Assignment
Go line by line through the data below and count those with the string "slot". Give the number only.

+++ Supplied material

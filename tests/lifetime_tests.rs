// Resource Lifetime Tests for PL/Lua
// These tests verify that script objects never outlive the host resources they mirror

use pllua::host::MemoryHost;
use pllua::routine::RoutineDefinition;
use pllua::tracker::{CleanupRegistry, DescriptorArena, FrameExit};
use pllua::types::{oid, Attribute, RowDescriptor};
use pllua::{CallContext, CallOutcome, Datum, Engine, Options, SetCall, XactEvent};
use std::cell::RefCell;
use std::rc::Rc;

fn setup() -> (Rc<MemoryHost>, Engine) {
    env_logger::try_init().ok();
    let host = Rc::new(MemoryHost::new());
    host.define_table("items", vec![Attribute::new("id", oid::INT4), Attribute::new("name", oid::TEXT)]);
    host.define_select("select * from items", "items");
    for i in 1..=3 {
        host.insert_row("items", vec![Some(Datum::Int4(i)), Some(Datum::Text(format!("item{}", i)))]).unwrap();
    }
    let engine = Engine::new(host.clone(), Options::default()).unwrap();
    (host, engine)
}

fn value(engine: &Engine, routine: u32) -> Option<Datum> {
    match engine.invoke(routine, &[], CallContext::Function).unwrap() {
        CallOutcome::Value(v) => v,
        other => panic!("unexpected outcome {:?}", other),
    }
}

/// Test cleanups run last-in, first-out and exactly once
#[test]
fn test_cleanup_registry_lifo() {
    let registry = CleanupRegistry::new();
    let order = Rc::new(RefCell::new(Vec::new()));
    let mut ids = Vec::new();
    for i in 0..5 {
        let order = Rc::clone(&order);
        ids.push(registry.register(move || order.borrow_mut().push(i)));
    }
    assert!(registry.unregister(ids[2]));
    assert!(!registry.unregister(ids[2]));

    assert_eq!(registry.drain(), 4);
    assert_eq!(*order.borrow(), vec![4, 3, 1, 0]);
    assert_eq!(registry.drain(), 0);
}

/// Test a destructor may unregister entries that have not run yet
#[test]
fn test_cleanup_unregisters_sibling() {
    let registry = Rc::new(CleanupRegistry::new());
    let ran = Rc::new(RefCell::new(Vec::new()));

    let first = {
        let ran = Rc::clone(&ran);
        registry.register(move || ran.borrow_mut().push("first"))
    };
    {
        let ran = Rc::clone(&ran);
        let weak = Rc::downgrade(&registry);
        registry.register(move || {
            ran.borrow_mut().push("second");
            if let Some(registry) = weak.upgrade() {
                registry.unregister(first);
            }
        });
    }

    assert_eq!(registry.drain(), 1);
    assert_eq!(*ran.borrow(), vec!["second"]);
}

/// Test only transaction-ending events drain the registry
#[test]
fn test_only_ending_events_drain() {
    let (host, engine) = setup();
    let open = host.create_routine(RoutineDefinition::new(
        0,
        "open",
        "local p = server.prepare('select * from items') setshared('cur', p:getcursor(nil, true, 'c1'))",
        oid::VOID,
    ));
    value(&engine, open);
    assert_eq!(engine.pending_cleanups(), 1);

    assert_eq!(engine.on_transaction_event(XactEvent::PreCommit), 0);
    assert_eq!(engine.on_transaction_event(XactEvent::PrePrepare), 0);
    assert_eq!(engine.pending_cleanups(), 1);
    assert_eq!(engine.on_transaction_event(XactEvent::Abort), 1);
    assert_eq!(engine.pending_cleanups(), 0);
}

/// Test a cursor kept across the transaction boundary reports itself closed
#[test]
fn test_cursor_closed_at_transaction_end() {
    let (host, engine) = setup();
    let open = host.create_routine(RoutineDefinition::new(
        0,
        "open",
        "local p = server.prepare('select * from items') setshared('cur', p:getcursor(nil, true, 'c1'))",
        oid::VOID,
    ));
    let fetch = host.create_routine(RoutineDefinition::new(
        0,
        "fetch_one",
        "local rows = cur:fetch(1) return rows[1].id",
        oid::INT4,
    ));

    value(&engine, open);
    assert_eq!(value(&engine, fetch), Some(Datum::Int4(1)));

    engine.on_transaction_event(XactEvent::Commit);
    let err = engine.invoke(fetch, &[], CallContext::Function).unwrap_err();
    assert!(err.to_string().contains("is closed"), "{}", err);
}

/// Test closing a cursor releases its registry entry and portal
#[test]
fn test_cursor_close_unregisters() {
    let (host, engine) = setup();
    let f = host.create_routine(RoutineDefinition::new(
        0,
        "scan",
        "local c = server.prepare('select * from items'):getcursor() local rows = c:fetch(2) c:close() c:close() return #rows",
        oid::INT4,
    ));
    assert_eq!(value(&engine, f), Some(Datum::Int4(2)));
    assert_eq!(host.open_portals(), 0);
    assert_eq!(engine.pending_cleanups(), 0);
}

/// Test a tuple kept after a successful call stays readable
#[test]
fn test_tuple_survives_normal_exit() {
    let (host, engine) = setup();
    let keep = host.create_routine(RoutineDefinition::new(
        0,
        "keep",
        "setshared('kept', server.execute('select * from items')[2])",
        oid::VOID,
    ));
    let read = host.create_routine(RoutineDefinition::new(0, "read", "return kept.name", oid::TEXT));

    value(&engine, keep);
    assert_eq!(value(&engine, read), Some(Datum::Text("item2".into())));
    assert!(engine.live_descriptors() >= 1);
}

/// Test a tuple kept by a failed call loses its descriptor instead of dangling
#[test]
fn test_tuple_released_by_aborted_frame() {
    let (host, engine) = setup();
    let keep = host.create_routine(RoutineDefinition::new(
        0,
        "keep_then_fail",
        "setshared('kept', server.execute('select * from items')[1]) error('abort')",
        oid::VOID,
    ));
    let read = host.create_routine(RoutineDefinition::new(0, "read", "return kept.name", oid::TEXT));
    let show = host.create_routine(RoutineDefinition::new(0, "show", "return tostring(kept)", oid::TEXT));

    assert!(engine.invoke(keep, &[], CallContext::Function).is_err());
    assert_eq!(value(&engine, read), None);
    assert_eq!(value(&engine, show), Some(Datum::Text("(lost tuple)".into())));
}

/// Test the arena frees unreferenced handles when their frame pops
#[test]
fn test_arena_frame_semantics() {
    let arena = DescriptorArena::new();
    let desc = Rc::new(RowDescriptor::anonymous(vec![Attribute::new("a", oid::INT4)]));

    let outer = arena.push_frame();
    let kept = arena.allocate(Rc::clone(&desc));

    let inner = arena.push_frame();
    let dropped = arena.allocate(Rc::clone(&desc));
    let survivor = arena.allocate(Rc::clone(&desc));
    let dropped_id = dropped.id();
    drop(dropped);
    assert_eq!(arena.live_descriptors(), 3);

    arena.pop_frame(inner, FrameExit::Aborted).unwrap();
    assert!(arena.status(dropped_id).is_none());
    assert!(survivor.descriptor().is_none());
    assert!(kept.descriptor().is_some());

    arena.pop_frame(outer, FrameExit::Normal).unwrap();
    assert!(kept.descriptor().is_some());
    assert_eq!(arena.live_descriptors(), 1);
}

/// Test frames must pop in order
#[test]
fn test_arena_rejects_out_of_order_pop() {
    let arena = DescriptorArena::new();
    let outer = arena.push_frame();
    let _inner = arena.push_frame();
    assert!(arena.pop_frame(outer, FrameExit::Normal).is_err());
}

/// Test an unfinished set-returning scan is dropped at transaction end
#[test]
fn test_suspended_scan_dropped_at_commit() {
    let (host, engine) = setup();
    let f = host.create_routine(
        RoutineDefinition::new(
            0,
            "each_item",
            "for row in server.rows('select * from items') do coroutine.yield(row.id) end",
            oid::INT4,
        )
        .returns_set(true),
    );
    let mut slot = SetCall::new();
    assert_eq!(
        engine.invoke(f, &[], CallContext::SetFunction(&mut slot)).unwrap(),
        CallOutcome::Row(Some(Datum::Int4(1)))
    );
    assert_eq!(engine.suspended_calls(), 1);
    assert!(engine.pending_cleanups() >= 2);

    engine.on_transaction_event(XactEvent::Commit);
    assert_eq!(engine.suspended_calls(), 0);
    assert_eq!(engine.pending_cleanups(), 0);
}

++++++

Exercise response
2